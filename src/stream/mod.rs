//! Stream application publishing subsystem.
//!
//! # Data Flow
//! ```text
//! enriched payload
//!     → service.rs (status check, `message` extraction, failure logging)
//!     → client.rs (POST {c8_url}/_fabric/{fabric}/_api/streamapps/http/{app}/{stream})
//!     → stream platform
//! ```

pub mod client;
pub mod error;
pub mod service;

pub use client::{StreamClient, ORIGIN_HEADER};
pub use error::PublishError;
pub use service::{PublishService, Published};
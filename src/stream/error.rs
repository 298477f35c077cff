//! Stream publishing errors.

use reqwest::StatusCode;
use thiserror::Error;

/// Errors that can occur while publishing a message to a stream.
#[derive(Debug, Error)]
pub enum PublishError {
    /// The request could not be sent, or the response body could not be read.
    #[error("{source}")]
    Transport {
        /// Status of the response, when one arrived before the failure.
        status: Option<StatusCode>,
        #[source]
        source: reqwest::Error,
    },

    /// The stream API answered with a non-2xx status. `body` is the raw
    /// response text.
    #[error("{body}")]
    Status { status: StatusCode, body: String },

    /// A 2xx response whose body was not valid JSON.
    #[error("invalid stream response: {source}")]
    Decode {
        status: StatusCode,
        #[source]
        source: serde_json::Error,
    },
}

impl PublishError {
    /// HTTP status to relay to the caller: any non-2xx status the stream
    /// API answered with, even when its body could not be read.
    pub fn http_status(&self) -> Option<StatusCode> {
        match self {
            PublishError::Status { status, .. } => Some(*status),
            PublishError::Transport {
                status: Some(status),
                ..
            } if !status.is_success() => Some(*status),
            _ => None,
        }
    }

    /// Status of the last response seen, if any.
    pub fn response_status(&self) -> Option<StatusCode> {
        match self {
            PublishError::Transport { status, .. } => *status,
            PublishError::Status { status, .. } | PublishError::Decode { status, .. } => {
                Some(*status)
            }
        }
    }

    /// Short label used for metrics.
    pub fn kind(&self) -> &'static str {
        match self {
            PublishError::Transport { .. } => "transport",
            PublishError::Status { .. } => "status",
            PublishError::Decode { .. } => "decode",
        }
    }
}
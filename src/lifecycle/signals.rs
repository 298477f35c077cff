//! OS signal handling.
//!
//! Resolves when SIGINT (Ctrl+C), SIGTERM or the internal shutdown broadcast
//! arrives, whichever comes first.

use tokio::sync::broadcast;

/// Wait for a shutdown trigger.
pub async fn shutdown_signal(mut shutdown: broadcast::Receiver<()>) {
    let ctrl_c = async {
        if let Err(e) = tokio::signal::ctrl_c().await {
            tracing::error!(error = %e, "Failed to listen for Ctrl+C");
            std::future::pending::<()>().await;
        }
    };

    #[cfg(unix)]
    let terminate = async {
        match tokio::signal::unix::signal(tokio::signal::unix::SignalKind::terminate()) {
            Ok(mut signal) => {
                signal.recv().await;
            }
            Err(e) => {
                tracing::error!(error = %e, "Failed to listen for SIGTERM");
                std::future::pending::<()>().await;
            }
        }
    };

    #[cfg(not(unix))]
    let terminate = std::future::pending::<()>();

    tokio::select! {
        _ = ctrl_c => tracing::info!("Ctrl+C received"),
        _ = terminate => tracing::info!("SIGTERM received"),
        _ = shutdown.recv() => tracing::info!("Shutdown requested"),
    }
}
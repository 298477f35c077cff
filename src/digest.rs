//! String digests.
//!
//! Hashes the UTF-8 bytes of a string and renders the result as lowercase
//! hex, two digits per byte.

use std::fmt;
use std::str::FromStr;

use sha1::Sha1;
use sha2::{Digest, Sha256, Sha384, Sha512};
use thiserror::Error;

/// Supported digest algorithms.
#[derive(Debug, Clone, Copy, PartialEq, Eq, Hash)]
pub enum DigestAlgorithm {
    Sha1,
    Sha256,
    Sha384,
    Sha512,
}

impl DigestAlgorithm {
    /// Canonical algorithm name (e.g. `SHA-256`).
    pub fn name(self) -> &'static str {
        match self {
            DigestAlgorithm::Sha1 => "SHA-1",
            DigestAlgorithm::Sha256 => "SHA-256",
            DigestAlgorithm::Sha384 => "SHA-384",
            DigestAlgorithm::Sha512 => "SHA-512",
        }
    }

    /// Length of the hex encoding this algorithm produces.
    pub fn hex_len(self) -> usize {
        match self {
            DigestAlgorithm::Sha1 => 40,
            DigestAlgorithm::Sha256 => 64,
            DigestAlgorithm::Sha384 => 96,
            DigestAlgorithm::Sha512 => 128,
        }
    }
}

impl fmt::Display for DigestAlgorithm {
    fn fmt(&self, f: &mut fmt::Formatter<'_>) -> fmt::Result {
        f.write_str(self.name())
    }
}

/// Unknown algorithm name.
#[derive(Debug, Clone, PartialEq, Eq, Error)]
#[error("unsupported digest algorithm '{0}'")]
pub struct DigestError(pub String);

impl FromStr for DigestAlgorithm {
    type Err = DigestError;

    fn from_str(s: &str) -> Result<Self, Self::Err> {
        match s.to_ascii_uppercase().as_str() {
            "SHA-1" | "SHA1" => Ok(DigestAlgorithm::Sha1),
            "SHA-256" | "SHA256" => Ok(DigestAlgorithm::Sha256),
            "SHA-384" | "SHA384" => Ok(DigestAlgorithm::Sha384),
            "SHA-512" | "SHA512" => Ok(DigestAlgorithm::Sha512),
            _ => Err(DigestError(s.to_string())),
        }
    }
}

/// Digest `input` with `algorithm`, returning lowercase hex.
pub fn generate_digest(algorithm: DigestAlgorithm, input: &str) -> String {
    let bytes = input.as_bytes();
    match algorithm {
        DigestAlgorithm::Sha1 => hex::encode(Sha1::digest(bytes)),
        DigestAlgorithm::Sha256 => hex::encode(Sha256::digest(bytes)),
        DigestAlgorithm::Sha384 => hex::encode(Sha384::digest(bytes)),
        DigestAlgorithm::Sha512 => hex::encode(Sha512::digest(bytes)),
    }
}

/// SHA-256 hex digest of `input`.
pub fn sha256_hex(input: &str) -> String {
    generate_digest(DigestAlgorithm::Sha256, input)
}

+ + +

### Exercise goal:
Only a number is wanted here: the count of lines above that hold the word "Failed".

### Response to this exercise:
2